SP: I definitely will try to brake later - but in the right position! Maybe I will say goodbye to the wall. (laughs)
Q: You started into the season strongly, with a second place in Malaysia, but since then nothing. Why?
SP: Well, we have been very unlucky in two, no actually the last three races. In Shanghai I was fighting for position, but we were on a wrong strategy and had a problem with the front wing, which cost me, so from that point on my race was over as I couldnt fight any more. In Bahrain we clearly didnt have the pace and in Barcelona I was already in P4 after the start when Romain Grosjean hit me and caused a puncture. But I am sure our time will come again as we have a competitive car and we will fight for positions.
Q: Peter Sauber has said the team tend to start the season well but then find it hard to keep up the development speed. Is that already the situation - so early in the season?
SP: No, not at all. After Barcelona - when many teams brought their updates - we still looked pretty competitive, so there are no development shortcomings. My guess is that we will be competitive for the whole season if we all keep on working together - in the factory and at the races.
Q: So there are no signs of the pace of development slowing?
SP: No, not at all.
Q: You gained a reputation as something of a tyre whisperer. How is your relationship with the Pirellis now? Are the whispers falling on deaf ears?
SP: Ha, the tyres We have all learned by now that they play an extremely important role this season and, of course, I try to understand them as best as I can together with my engineers to sort out the car together with the tyres according to the needs of the respective track. But it is not only about making the tyres work. You have to be able to make them last that pinch longer than the rest - thats the trick.
Q: So what is it that makes the tyres so much more of a mystery than last year?
SP: There is substantially more degradation than 2011 - and you have to understand to what point they can keep up with the speed and at what point they are over the top. This can be one lap - even less - so you have to listen to them and not vice versa. Generally I have to admit that this years car is harder on the tyres than last years, so its a case of keeping your ears open and your eyes peeled. (laughs)
Q: That would imply that some tracks will suit you more than others. Can you specify which?
SP: I think we should be very good at high-speed tracks. Thats where our car should be on top form
Q: So not Monaco, with its many slow corners?
SP: Well, Monaco is so special that I believe that our car could be good here. I think when setting up the car in a specific Monaco mode that we will show good performance.
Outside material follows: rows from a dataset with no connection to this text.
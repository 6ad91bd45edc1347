//! Declarative predicate language
//!
//! Two layers:
//! - [`Condition`]: checks on a single structural node (kind, attribute
//!   presence, equality, regex match) combined with `all` / `any` / `not`.
//! - [`Predicate`]: checks on a whole unit: quantifiers over nodes of one
//!   kind (`every`, `at-least-one`), source ordering (`order`) and `all` /
//!   `any` / `not` over predicates.
//!
//! There is no other control flow: evaluation always terminates and never
//! depends on another rule's outcome.
//!
//! ```yaml
//! predicate:
//!   kind: every
//!   node: field
//!   require:
//!     kind: not
//!     condition: { kind: equals, attribute: injection, value: field }
//! ```

use crate::adapter::{Capability, CapabilitySet, NodeKind};
use serde::{Deserialize, Serialize};

/// Check evaluated against one node
#[derive(Debug, Clone, PartialEq, Eq, Hash, Serialize, Deserialize)]
#[serde(tag = "kind", rename_all = "kebab-case")]
pub enum Condition {
    /// Node kind equality
    Is { node: NodeKind },
    /// Attribute is present (and not a false flag / empty list)
    Has { attribute: String },
    /// Attribute is absent
    Lacks { attribute: String },
    /// Attribute equals a value (any element, for lists)
    Equals { attribute: String, value: String },
    /// Attribute matches a regex (any element, for lists)
    Matches { attribute: String, pattern: String },
    All { of: Vec<Condition> },
    Any { of: Vec<Condition> },
    Not { condition: Box<Condition> },
}

impl Condition {
    pub fn has(attribute: &str) -> Self {
        Condition::Has {
            attribute: attribute.to_string(),
        }
    }

    pub fn lacks(attribute: &str) -> Self {
        Condition::Lacks {
            attribute: attribute.to_string(),
        }
    }

    pub fn equals(attribute: &str, value: &str) -> Self {
        Condition::Equals {
            attribute: attribute.to_string(),
            value: value.to_string(),
        }
    }

    pub fn matches(attribute: &str, pattern: &str) -> Self {
        Condition::Matches {
            attribute: attribute.to_string(),
            pattern: pattern.to_string(),
        }
    }

    pub fn negate(condition: Condition) -> Self {
        Condition::Not {
            condition: Box::new(condition),
        }
    }

    /// A compound with no operands anywhere in the tree
    pub fn is_empty(&self) -> bool {
        match self {
            Condition::All { of } | Condition::Any { of } => {
                of.is_empty() || of.iter().any(Condition::is_empty)
            }
            Condition::Not { condition } => condition.is_empty(),
            _ => false,
        }
    }

    fn collect_capabilities(&self, caps: &mut CapabilitySet) {
        match self {
            Condition::Is { node } => {
                caps.insert(node.capability());
            }
            Condition::Has { attribute }
            | Condition::Lacks { attribute }
            | Condition::Equals { attribute, .. } => {
                caps.extend(Capability::for_attribute(attribute));
            }
            Condition::Matches { attribute, .. } => {
                caps.extend(Capability::for_attribute(attribute));
                if attribute == "name" {
                    caps.insert(Capability::NamingConvention);
                }
            }
            Condition::All { of } | Condition::Any { of } => {
                for c in of {
                    c.collect_capabilities(caps);
                }
            }
            Condition::Not { condition } => condition.collect_capabilities(caps),
        }
    }
}

/// Nodes of one kind, optionally narrowed by a condition
#[derive(Debug, Clone, PartialEq, Eq, Hash, Serialize, Deserialize)]
pub struct Selector {
    pub node: NodeKind,
    #[serde(default, skip_serializing_if = "Option::is_none")]
    pub when: Option<Condition>,
}

impl Selector {
    pub fn new(node: NodeKind) -> Self {
        Self { node, when: None }
    }

    pub fn when(mut self, condition: Condition) -> Self {
        self.when = Some(condition);
        self
    }
}

/// Check evaluated against a whole structural unit
#[derive(Debug, Clone, PartialEq, Eq, Hash, Serialize, Deserialize)]
#[serde(tag = "kind", rename_all = "kebab-case")]
pub enum Predicate {
    /// For every selected node, `require` must hold (vacuously true when none)
    Every {
        node: NodeKind,
        #[serde(default, skip_serializing_if = "Option::is_none")]
        when: Option<Condition>,
        require: Condition,
    },
    /// At least one selected node must satisfy `require`
    AtLeastOne {
        node: NodeKind,
        #[serde(default, skip_serializing_if = "Option::is_none")]
        when: Option<Condition>,
        require: Condition,
    },
    /// Every node selected by `before` precedes every node selected by `after`
    Order { before: Selector, after: Selector },
    All { of: Vec<Predicate> },
    Any { of: Vec<Predicate> },
    Not { predicate: Box<Predicate> },
}

impl Predicate {
    pub fn every(node: NodeKind, require: Condition) -> Self {
        Predicate::Every {
            node,
            when: None,
            require,
        }
    }

    pub fn at_least_one(node: NodeKind, require: Condition) -> Self {
        Predicate::AtLeastOne {
            node,
            when: None,
            require,
        }
    }

    pub fn order(before: Selector, after: Selector) -> Self {
        Predicate::Order { before, after }
    }

    /// A compound with no operands anywhere in the tree
    pub fn is_empty(&self) -> bool {
        match self {
            Predicate::Every { when, require, .. } | Predicate::AtLeastOne { when, require, .. } => {
                require.is_empty() || when.as_ref().is_some_and(Condition::is_empty)
            }
            Predicate::Order { before, after } => {
                before.when.as_ref().is_some_and(Condition::is_empty)
                    || after.when.as_ref().is_some_and(Condition::is_empty)
            }
            Predicate::All { of } | Predicate::Any { of } => {
                of.is_empty() || of.iter().any(Predicate::is_empty)
            }
            Predicate::Not { predicate } => predicate.is_empty(),
        }
    }

    /// Capabilities an adapter must have to evaluate this predicate
    pub fn required_capabilities(&self) -> CapabilitySet {
        let mut caps = CapabilitySet::new();
        self.collect_capabilities(&mut caps);
        caps
    }

    fn collect_capabilities(&self, caps: &mut CapabilitySet) {
        match self {
            Predicate::Every { node, when, require }
            | Predicate::AtLeastOne { node, when, require } => {
                caps.insert(node.capability());
                if let Some(w) = when {
                    w.collect_capabilities(caps);
                }
                require.collect_capabilities(caps);
            }
            Predicate::Order { before, after } => {
                caps.insert(Capability::NodeOrdering);
                for sel in [before, after] {
                    caps.insert(sel.node.capability());
                    if let Some(w) = &sel.when {
                        w.collect_capabilities(caps);
                    }
                }
            }
            Predicate::All { of } | Predicate::Any { of } => {
                for p in of {
                    p.collect_capabilities(caps);
                }
            }
            Predicate::Not { predicate } => predicate.collect_capabilities(caps),
        }
    }
}
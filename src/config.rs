//! Configuration system for the compliance engine
//!
//! Reads configuration from:
//! - `.conformrc.yaml` / `.conformrc.json` / `conform.yaml` (project-level)
//! - the same names in the home directory (user-level)
//!
//! A file may `extends` other files; the extending file wins.

use crate::cache::DEFAULT_CAPACITY;
use crate::finding::Severity;
use crate::registry::RuleOverrides;
use crate::session::SessionOptions;
use globset::{Glob, GlobSet, GlobSetBuilder};
use serde::{Deserialize, Serialize};
use std::collections::BTreeMap;
use std::path::{Path, PathBuf};
use thiserror::Error;

const CONFIG_NAMES: [&str; 6] = [
    ".conformrc.yaml",
    ".conformrc.yml",
    ".conformrc.json",
    "conform.yaml",
    "conform.yml",
    "conform.json",
];

/// Configuration error
#[derive(Debug, Error)]
pub enum ConfigError {
    #[error("IO error: {0}")]
    Io(#[from] std::io::Error),

    #[error("YAML parse error: {0}")]
    Yaml(#[from] serde_yaml::Error),

    #[error("JSON parse error: {0}")]
    Json(#[from] serde_json::Error),

    #[error("Invalid configuration: {0}")]
    Invalid(String),
}

/// Engine settings
#[derive(Debug, Clone, Serialize, Deserialize)]
#[serde(default)]
pub struct EngineConfig {
    /// Enable parallel processing
    pub parallel: bool,

    /// Number of parallel jobs (0 = auto-detect)
    pub jobs: usize,

    /// Enable the finding cache
    pub cache: bool,

    /// Cache directory
    pub cache_dir: Option<PathBuf>,

    /// Maximum cached files
    pub cache_capacity: usize,
}

impl Default for EngineConfig {
    fn default() -> Self {
        Self {
            parallel: true,
            jobs: 0,
            cache: false,
            cache_dir: None,
            cache_capacity: DEFAULT_CAPACITY,
        }
    }
}

/// Output settings
#[derive(Debug, Clone, Serialize, Deserialize)]
#[serde(default)]
pub struct OutputConfig {
    /// Output format
    pub format: OutputFormat,

    /// Color mode
    pub color: ColorMode,

    /// Verbose output
    pub verbose: bool,

    /// Show statistics
    pub statistics: bool,
}

impl Default for OutputConfig {
    fn default() -> Self {
        Self {
            format: OutputFormat::Text,
            color: ColorMode::Auto,
            verbose: false,
            statistics: true,
        }
    }
}

/// Output format options
#[derive(Debug, Clone, Copy, PartialEq, Eq, Default, Serialize, Deserialize)]
#[serde(rename_all = "lowercase")]
pub enum OutputFormat {
    #[default]
    Text,
    Json,
}

impl std::str::FromStr for OutputFormat {
    type Err = String;

    fn from_str(s: &str) -> Result<Self, Self::Err> {
        match s.to_lowercase().as_str() {
            "text" => Ok(OutputFormat::Text),
            "json" => Ok(OutputFormat::Json),
            _ => Err(format!("Unknown output format: {}", s)),
        }
    }
}

/// Color mode options
#[derive(Debug, Clone, Copy, PartialEq, Eq, Default, Serialize, Deserialize)]
#[serde(rename_all = "lowercase")]
pub enum ColorMode {
    #[default]
    Auto,
    Always,
    Never,
}

/// File handling settings
#[derive(Debug, Clone, Serialize, Deserialize)]
#[serde(default)]
pub struct FilesConfig {
    /// Include patterns
    pub include: Vec<String>,

    /// Exclude patterns
    pub exclude: Vec<String>,
}

impl Default for FilesConfig {
    fn default() -> Self {
        Self {
            include: vec![
                "**/*.java".to_string(),
                "**/*.py".to_string(),
                "**/*.pyi".to_string(),
            ],
            exclude: vec![
                "**/generated/**".to_string(),
                "**/node_modules/**".to_string(),
                "**/target/**".to_string(),
                "**/.venv/**".to_string(),
                "**/__pycache__/**".to_string(),
            ],
        }
    }
}

impl FilesConfig {
    /// Compile include/exclude patterns into a filter
    pub fn filter(&self) -> Result<FileFilter, ConfigError> {
        Ok(FileFilter {
            include: build_globset(&self.include)?,
            exclude: build_globset(&self.exclude)?,
        })
    }
}

fn build_globset(patterns: &[String]) -> Result<GlobSet, ConfigError> {
    let mut builder = GlobSetBuilder::new();
    for pattern in patterns {
        let glob = Glob::new(pattern)
            .map_err(|e| ConfigError::Invalid(format!("bad pattern '{}': {}", pattern, e)))?;
        builder.add(glob);
    }
    builder
        .build()
        .map_err(|e| ConfigError::Invalid(e.to_string()))
}

/// Compiled file patterns
#[derive(Debug, Clone)]
pub struct FileFilter {
    include: GlobSet,
    exclude: GlobSet,
}

impl FileFilter {
    /// Whether a path is included and not excluded
    ///
    /// An empty include list admits every path.
    pub fn accepts(&self, path: &Path) -> bool {
        (self.include.is_empty() || self.include.is_match(path)) && !self.exclude.is_match(path)
    }
}

/// Rule configuration
#[derive(Debug, Clone, Default, Serialize, Deserialize)]
#[serde(default)]
pub struct RulesConfig {
    /// Rule-set files or directories, relative to the config file
    pub sets: Vec<PathBuf>,

    /// Rule-set names, lowest precedence first
    pub precedence: Vec<String>,

    /// Disabled rules
    pub disabled: Vec<String>,

    /// Severity overrides (rule_id -> severity)
    pub severity: BTreeMap<String, Severity>,
}

/// Main configuration structure
#[derive(Debug, Clone, Default, Serialize, Deserialize)]
#[serde(default)]
pub struct Config {
    /// Other configuration files this one builds on
    pub extends: Vec<String>,

    /// Engine settings
    pub engine: EngineConfig,

    /// Output settings
    pub output: OutputConfig,

    /// File handling settings
    pub files: FilesConfig,

    /// Rule configuration
    pub rules: RulesConfig,
}

impl Config {
    /// Create default configuration
    pub fn new() -> Self {
        Self::default()
    }

    /// Load configuration from a file
    pub fn load(path: &Path) -> Result<Self, ConfigError> {
        Self::load_with_depth(path, 0)
    }

    /// Load with recursion depth limit (to prevent infinite loops)
    fn load_with_depth(path: &Path, depth: usize) -> Result<Self, ConfigError> {
        const MAX_DEPTH: usize = 10;
        if depth >= MAX_DEPTH {
            return Err(ConfigError::Invalid(
                "Maximum config inheritance depth exceeded".to_string(),
            ));
        }

        let content = std::fs::read_to_string(path)?;
        let ext = path.extension().and_then(|e| e.to_str()).unwrap_or("");

        let mut config: Self = match ext {
            "yaml" | "yml" => serde_yaml::from_str(&content)?,
            "json" => serde_json::from_str(&content)?,
            _ => {
                return Err(ConfigError::Invalid(format!(
                    "Unknown config file format: {}",
                    ext
                )))
            }
        };

        let base_dir = path.parent().unwrap_or(Path::new("."));
        config.rules.sets = config
            .rules
            .sets
            .iter()
            .map(|set| resolve(base_dir, set))
            .collect();

        if !config.extends.is_empty() {
            let mut base_config = Self::default();
            for extend in &config.extends.clone() {
                let extended = Self::load_with_depth(&resolve(base_dir, Path::new(extend)), depth + 1)?;
                base_config.merge(extended);
            }

            // Merge current config on top of base
            base_config.merge(config);
            config = base_config;
        }

        log::debug!("Loaded configuration from {}", path.display());
        Ok(config)
    }

    /// Merge another config into this one (other takes precedence)
    pub fn merge(&mut self, other: Self) {
        // Engine settings - other takes precedence if non-default
        if other.engine.jobs != 0 {
            self.engine.jobs = other.engine.jobs;
        }
        self.engine.parallel = other.engine.parallel;
        if other.engine.cache {
            self.engine.cache = true;
        }
        if other.engine.cache_dir.is_some() {
            self.engine.cache_dir = other.engine.cache_dir;
        }
        if other.engine.cache_capacity != DEFAULT_CAPACITY {
            self.engine.cache_capacity = other.engine.cache_capacity;
        }

        // Output settings
        if other.output.format != OutputFormat::Text {
            self.output.format = other.output.format;
        }
        if other.output.verbose {
            self.output.verbose = true;
        }
        if other.output.color != ColorMode::Auto {
            self.output.color = other.output.color;
        }
        self.output.statistics = other.output.statistics;

        // Files - replace when the other side changed them
        let defaults = FilesConfig::default();
        if other.files.include != defaults.include {
            self.files.include = other.files.include;
        }
        for pattern in other.files.exclude {
            if !self.files.exclude.contains(&pattern) {
                self.files.exclude.push(pattern);
            }
        }

        // Rules - sets accumulate, precedence is replaced as a whole
        for set in other.rules.sets {
            if !self.rules.sets.contains(&set) {
                self.rules.sets.push(set);
            }
        }
        if !other.rules.precedence.is_empty() {
            self.rules.precedence = other.rules.precedence;
        }
        self.rules.disabled.extend(other.rules.disabled);
        self.rules.severity.extend(other.rules.severity);
    }

    /// Load configuration from default locations
    pub fn load_default() -> Result<Self, ConfigError> {
        if let Some(path) = Self::discover(Path::new(".")) {
            return Self::load(&path);
        }
        if let Some(home) = dirs::home_dir() {
            if let Some(path) = Self::discover(&home) {
                return Self::load(&path);
            }
        }
        Ok(Self::default())
    }

    /// First configuration file present in `dir`
    pub fn discover(dir: &Path) -> Option<PathBuf> {
        CONFIG_NAMES
            .iter()
            .map(|name| dir.join(name))
            .find(|path| path.is_file())
    }

    /// Merge CLI arguments into configuration
    pub fn merge_cli(
        &mut self,
        format: Option<OutputFormat>,
        verbose: Option<bool>,
        jobs: Option<usize>,
        cache: Option<bool>,
        disabled_rules: Option<Vec<String>>,
    ) {
        if let Some(f) = format {
            self.output.format = f;
        }
        if let Some(v) = verbose {
            self.output.verbose = v;
        }
        if let Some(j) = jobs {
            self.engine.jobs = j;
            if j == 1 {
                self.engine.parallel = false;
            }
        }
        if let Some(c) = cache {
            self.engine.cache = c;
        }
        if let Some(disabled) = disabled_rules {
            self.rules.disabled.extend(disabled);
        }
    }

    /// Overrides applied by the rule registry
    pub fn rule_overrides(&self) -> RuleOverrides {
        RuleOverrides {
            disabled: self.rules.disabled.iter().cloned().collect(),
            severity: self.rules.severity.clone(),
        }
    }

    /// Worker pool settings for an evaluation session
    pub fn session_options(&self) -> SessionOptions {
        SessionOptions {
            parallel: self.engine.parallel,
            jobs: self.engine.jobs,
        }
    }

    /// Where the persistent cache lives, if caching is on
    pub fn cache_file(&self) -> Option<PathBuf> {
        if !self.engine.cache {
            return None;
        }
        match &self.engine.cache_dir {
            Some(dir) => Some(dir.join("cache.json")),
            None => crate::cache::default_cache_path(),
        }
    }
}

fn resolve(base_dir: &Path, path: &Path) -> PathBuf {
    if path.is_absolute() {
        path.to_path_buf()
    } else {
        base_dir.join(path)
    }
}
Sure, we have to waste some intense thought on the traction - that I would assume is the main target for the next two days.
Q: The rumours about you switching to Ferrari mid season continue, especially after the Italian teams increasingly public comments on Felipe Massas lack of performance. Is there any change from your side in this whole discussion?
SP: No, not at all. And should that situation really come about I would reject it as I would not want to make a switch in the middle of a season. I think all this hype about a possible switch is massively blown up by the media.
Q: But the saying also goes that where there is smoke there must also be fire
SP: Rumours - nothing more. I believe that Felipe will bounce back and do a good job. He is a strong driver and he has a great team behind him. Once hes bounced back all these stories will die at once.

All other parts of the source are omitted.